Dartmouth campus and football communities remember late head coach Buddy Teevens
Published: 05-19-2024 7:08 PM
Modified: 05-20-2024 4:34 PM |
HANOVER — At the stadium that will be named in his honor this fall, family, friends and colleagues of late Dartmouth College football coach Eugene F. “Buddy” Teevens gathered Saturday for an emotional celebration of life.
The event highlighted the influence and achievements of a man who spent a lifetime in football but was best remembered for how he touched people’s lives off the field.
Matt Shearin, who played for the Big Green from 2015-2018 and now works for the Los Angeles Rams, recalled the support his former coach had given him after he lost his mother and became sole guardian to his teenage sister in early 2023.
He told the 1,500 people in attendance the most important lesson Teevens shared: “It doesn’t hurt to shut up and listen to someone’s story.
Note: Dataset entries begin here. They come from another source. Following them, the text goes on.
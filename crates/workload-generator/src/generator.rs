//! Stateful per-parameter generator.

use crate::permutation::Permutation;
use crate::seed::{call_rng, permutation_key, sub_seed};
use crate::synth::Synth;
use rand::Rng;
use workload_core::rule::{GenerationRule, RuleKind};
use workload_core::{Result, Value, WorkloadError};

/// Deterministic value source for one logical parameter.
///
/// The value of call `i` depends only on `(run_seed, ordinal, rule, i)`:
/// each call draws from its own random stream, so generators can be
/// rebuilt anywhere and resumed at any call index.
///
/// A generator belongs to one execution context and is never shared.
#[derive(Debug, Clone)]
pub struct Generator {
    /// Ordinal of the binding this generator serves
    ordinal: u64,
    /// Rule as declared
    rule: GenerationRule,
    /// Prepared rule
    synth: Synth,
    /// Seed of this generator's streams
    sub_seed: u64,
    /// Unique-mode permutation over the canonical domain
    permutation: Option<Permutation>,
    /// Index of the next call
    call_index: u64,
}

impl Generator {
    /// Create a generator for `rule` in the sub-stream `ordinal` of `run_seed`.
    pub fn new(run_seed: u64, ordinal: u64, rule: GenerationRule) -> Result<Self> {
        let synth = Synth::new(&rule)?;
        let sub_seed = sub_seed(run_seed, ordinal);

        let permutation = match (&rule.kind, rule.unique) {
            // Unique sequences keep their natural order.
            (RuleKind::SequentialInt { .. }, _) | (_, false) => None,
            (_, true) => {
                let domain = synth.domain_size().ok_or_else(|| {
                    WorkloadError::invalid_rule(format!(
                        "unique is not supported for {}",
                        rule.kind_name()
                    ))
                })?;
                Some(Permutation::new(domain, permutation_key(sub_seed)))
            }
        };

        Ok(Self {
            ordinal,
            rule,
            synth,
            sub_seed,
            permutation,
            call_index: 0,
        })
    }

    /// Ordinal of this generator.
    pub fn ordinal(&self) -> u64 {
        self.ordinal
    }

    /// Rule this generator follows.
    pub fn rule(&self) -> &GenerationRule {
        &self.rule
    }

    /// Number of calls made so far (the index of the next call).
    pub fn call_index(&self) -> u64 {
        self.call_index
    }

    /// Size of the canonical domain, if enumerable.
    pub fn domain_size(&self) -> Option<u64> {
        self.synth.domain_size()
    }

    pub(crate) fn synth(&self) -> &Synth {
        &self.synth
    }

    /// Produce the next value.
    ///
    /// The call counter advances even when the call fails, so a group of
    /// generators stays in lockstep.
    pub fn next(&mut self) -> Result<Value> {
        let index = self.call_index;
        self.call_index += 1;
        self.value_for(index)
    }

    /// Value of call `index`, without touching the counter.
    pub fn value_for(&self, index: u64) -> Result<Value> {
        if self.rule.unique {
            let domain = self.domain_size().unwrap_or(0);
            if index >= domain {
                return Err(WorkloadError::DomainExhausted {
                    ordinal: self.ordinal,
                    domain_size: domain,
                });
            }
            let position = match &self.permutation {
                Some(permutation) => permutation.apply(index),
                None => index,
            };
            return self.synth.value_at(position);
        }

        let mut rng = call_rng(self.sub_seed, index);
        if self.rule.null_percentage > 0 && rng.gen_range(0..100u8) < self.rule.null_percentage {
            return Ok(Value::Null);
        }

        match self.rule.kind {
            RuleKind::SequentialInt { .. } => {
                let domain = self.domain_size().unwrap_or(1);
                self.synth.value_at(index % domain)
            }
            _ => self.synth.sample(&mut rng),
        }
    }

    /// Go back to the first call.
    pub fn reset(&mut self) {
        self.call_index = 0;
    }

    /// Skip `n` calls without producing values.
    pub fn skip(&mut self, n: u64) {
        self.call_index = self.call_index.saturating_add(n);
    }

    /// Continue from call `call_index`, as if that many calls had been made.
    pub fn resume_at(&mut self, call_index: u64) {
        self.call_index = call_index;
    }
}

#[cfg(test)]
mod tests {
    use super::*;
    use std::collections::HashSet;
    use workload_core::rule::Alphabet;

    fn draw(generator: &mut Generator, n: usize) -> Vec<Value> {
        (0..n).map(|_| generator.next().unwrap()).collect()
    }

    #[test]
    fn test_same_seed_same_sequence() {
        let rule = GenerationRule::string_range(6, 16, Alphabet::ascii_letters());
        let mut a = Generator::new(42, 1, rule.clone()).unwrap();
        let mut b = Generator::new(42, 1, rule.clone()).unwrap();
        assert_eq!(draw(&mut a, 100), draw(&mut b, 100));

        let mut other_seed = Generator::new(43, 1, rule.clone()).unwrap();
        let mut other_ordinal = Generator::new(42, 2, rule).unwrap();
        a.reset();
        let reference = draw(&mut a, 100);
        assert_ne!(reference, draw(&mut other_seed, 100));
        assert_ne!(reference, draw(&mut other_ordinal, 100));
    }

    #[test]
    fn test_unique_is_permutation_then_exhausts() {
        let mut generator = Generator::new(7, 3, GenerationRule::int32_range(1, 100_000).unique())
            .unwrap();
        let mut seen = HashSet::with_capacity(100_000);
        for _ in 0..100_000 {
            let value = generator.next().unwrap().as_i32().unwrap();
            assert!((1..=100_000).contains(&value));
            assert!(seen.insert(value), "duplicate {value}");
        }
        assert_eq!(seen.len(), 100_000);
        assert!(matches!(
            generator.next(),
            Err(WorkloadError::DomainExhausted {
                ordinal: 3,
                domain_size: 100_000
            })
        ));
    }

    #[test]
    fn test_unique_is_not_sorted() {
        let mut generator =
            Generator::new(1, 1, GenerationRule::int32_range(1, 1000).unique()).unwrap();
        let values: Vec<i32> = (0..1000)
            .map(|_| generator.next().unwrap().as_i32().unwrap())
            .collect();
        let sorted: Vec<i32> = (1..=1000).collect();
        assert_ne!(values, sorted);
    }

    #[test]
    fn test_unique_strings() {
        let alphabet = Alphabet::new(vec![workload_core::CharRange::new('a', 'd')]);
        let rule = GenerationRule::string_range(1, 3, alphabet).unique();
        let mut generator = Generator::new(5, 9, rule).unwrap();
        let domain = generator.domain_size().unwrap();
        assert_eq!(domain, 4 + 16 + 64);
        let values: HashSet<String> = (0..domain)
            .map(|_| generator.next().unwrap().as_str().unwrap().to_string())
            .collect();
        assert_eq!(values.len() as u64, domain);
        assert!(generator.next().is_err());
    }

    #[test]
    fn test_sequential_wraps() {
        let mut generator = Generator::new(0, 1, GenerationRule::sequential(1, 3)).unwrap();
        let values: Vec<i64> = (0..7)
            .map(|_| generator.next().unwrap().as_i64().unwrap())
            .collect();
        assert_eq!(values, vec![1, 2, 3, 1, 2, 3, 1]);
    }

    #[test]
    fn test_unique_sequential_exhausts_in_order() {
        let mut generator =
            Generator::new(0, 1, GenerationRule::sequential(10, 12).unique()).unwrap();
        let values: Vec<i64> = (0..3)
            .map(|_| generator.next().unwrap().as_i64().unwrap())
            .collect();
        assert_eq!(values, vec![10, 11, 12]);
        assert!(matches!(
            generator.next(),
            Err(WorkloadError::DomainExhausted { .. })
        ));
    }

    #[test]
    fn test_skip_and_resume_match_straight_run() {
        let rule = GenerationRule::int64_range(-1_000_000, 1_000_000);
        let mut straight = Generator::new(11, 4, rule.clone()).unwrap();
        let all = draw(&mut straight, 50);

        let mut skipped = Generator::new(11, 4, rule.clone()).unwrap();
        skipped.skip(20);
        assert_eq!(draw(&mut skipped, 30), all[20..].to_vec());

        let mut resumed = Generator::new(11, 4, rule).unwrap();
        resumed.resume_at(45);
        assert_eq!(resumed.call_index(), 45);
        assert_eq!(draw(&mut resumed, 5), all[45..].to_vec());
    }

    #[test]
    fn test_interleaving_does_not_matter() {
        let rule = GenerationRule::int32_range(0, i32::MAX);
        let mut alone = Generator::new(3, 1, rule.clone()).unwrap();
        let expected = draw(&mut alone, 10);

        let mut a = Generator::new(3, 1, rule.clone()).unwrap();
        let mut noise = Generator::new(3, 2, rule).unwrap();
        let mut got = Vec::new();
        for _ in 0..10 {
            draw(&mut noise, 3);
            got.push(a.next().unwrap());
        }
        assert_eq!(got, expected);
    }

    #[test]
    fn test_null_percentage() {
        let rule = GenerationRule::int32_range(1, 10).with_nulls(30);
        let mut generator = Generator::new(8, 1, rule).unwrap();
        let nulls = draw(&mut generator, 10_000)
            .iter()
            .filter(|v| v.is_null())
            .count();
        assert!((2_500..3_500).contains(&nulls), "{nulls} nulls");

        let always = GenerationRule::int32_range(1, 10).with_nulls(100);
        let mut generator = Generator::new(8, 1, always).unwrap();
        assert!(draw(&mut generator, 100).iter().all(Value::is_null));
    }

    #[test]
    fn test_float_range_wider_than_f64_is_rejected() {
        assert!(matches!(
            Generator::new(1, 1, GenerationRule::float_range(f64::MIN, f64::MAX)),
            Err(WorkloadError::InvalidRule { .. })
        ));
        let mut generator =
            Generator::new(1, 1, GenerationRule::float_range(f64::MIN / 2.0, f64::MAX / 2.0))
                .unwrap();
        assert!(generator.next().unwrap().as_f64().unwrap().is_finite());
    }

    #[test]
    fn test_unique_float_is_rejected() {
        assert!(matches!(
            Generator::new(1, 1, GenerationRule::float_range(0.0, 1.0).unique()),
            Err(WorkloadError::InvalidRule { .. })
        ));
    }
}
impl Unit {
    /// Unit name used for lookups and logs.
    pub fn name(&self) -> &str {
        match self {
            Unit::Query(query) => &query.name,
            Unit::CreateTable(table) => &table.name,
            Unit::Insert(insert) => insert.display_name(),
            Unit::Transaction(tx) => &tx.name,
        }
    }

    /// Short name of the variant.
    pub fn kind(&self) -> &'static str {
        match self {
            Unit::Query(_) => "query",
            Unit::CreateTable(_) => "create_table",
            Unit::Insert(_) => "insert",
            Unit::Transaction(_) => "transaction",
        }
    }

    /// Validate rules, bindings and placeholders of this unit.
    pub fn validate(&self) -> Result<()> {
        match self {
            Unit::Query(query) => query.validate(),
            Unit::CreateTable(_) => Ok(()),
            Unit::Insert(insert) => insert.validate(),
            Unit::Transaction(tx) => tx.queries.iter().try_for_each(Query::validate),
        }
    }

    /// Every `(label, ordinal)` slot of this unit in declaration order.
    pub fn ordinal_slots(&self) -> Vec<(String, u64)> {
        let mut slots = Vec::new();
        match self {
            Unit::Query(query) => {
                collect_bindings(&query.name, &query.params, &query.groups, &mut slots)
            }
            Unit::CreateTable(_) => {}
            Unit::Insert(insert) => collect_bindings(
                insert.display_name(),
                &insert.columns,
                &insert.groups,
                &mut slots,
            ),
            Unit::Transaction(tx) => {
                for query in &tx.queries {
                    let scope = format!("{}.{}", tx.name, query.name);
                    collect_bindings(&scope, &query.params, &query.groups, &mut slots);
                }
            }
        }
        slots
    }

    /// Mutable counterpart of [`Unit::ordinal_slots`], same order.
    fn for_each_ordinal(&mut self, f: &mut impl FnMut(&mut u64)) {
        match self {
            Unit::Query(query) => visit_bindings(&mut query.params, &mut query.groups, f),
            Unit::CreateTable(_) => {}
            Unit::Insert(insert) => visit_bindings(&mut insert.columns, &mut insert.groups, f),
            Unit::Transaction(tx) => {
                for query in &mut tx.queries {
                    visit_bindings(&mut query.params, &mut query.groups, f);
                }
            }
        }
    }
}

impl From<Query> for Unit {
    fn from(query: Query) -> Self {
        Unit::Query(query)
    }
}

impl From<CreateTable> for Unit {
    fn from(table: CreateTable) -> Self {
        Unit::CreateTable(table)
    }
}

impl From<Insert> for Unit {
    fn from(insert: Insert) -> Self {
        Unit::Insert(insert)
    }
}

impl From<Transaction> for Unit {
    fn from(tx: Transaction) -> Self {
        Unit::Transaction(tx)
    }
}

fn bound_names<'a>(params: &'a [ParamBinding], groups: &'a [GroupBinding]) -> Vec<&'a str> {
    params
        .iter()
        .map(|p| p.name.as_str())
        .chain(
            groups
                .iter()
                .flat_map(|g| g.params.iter().map(|p| p.name.as_str())),
        )
        .collect()
}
You just might become a better person by doing so.”
Teevens died last Sept. 19 at age 66 from injuries he sustained in March 2023 when he was struck by a vehicle while riding a bicycle in Florida.
Teevens starred as a football player at Dartmouth as a member of the Class of 1979. He had two stints as head coach of his alma mater, from 1987-91 and from 2005-22.
NFL commissioner Roger Goodell praised Teevens as an endlessly energetic driver for player safety.
“Buddy Teevens inspired me to look outside my boundaries and what I think may be possible,” Goodell said.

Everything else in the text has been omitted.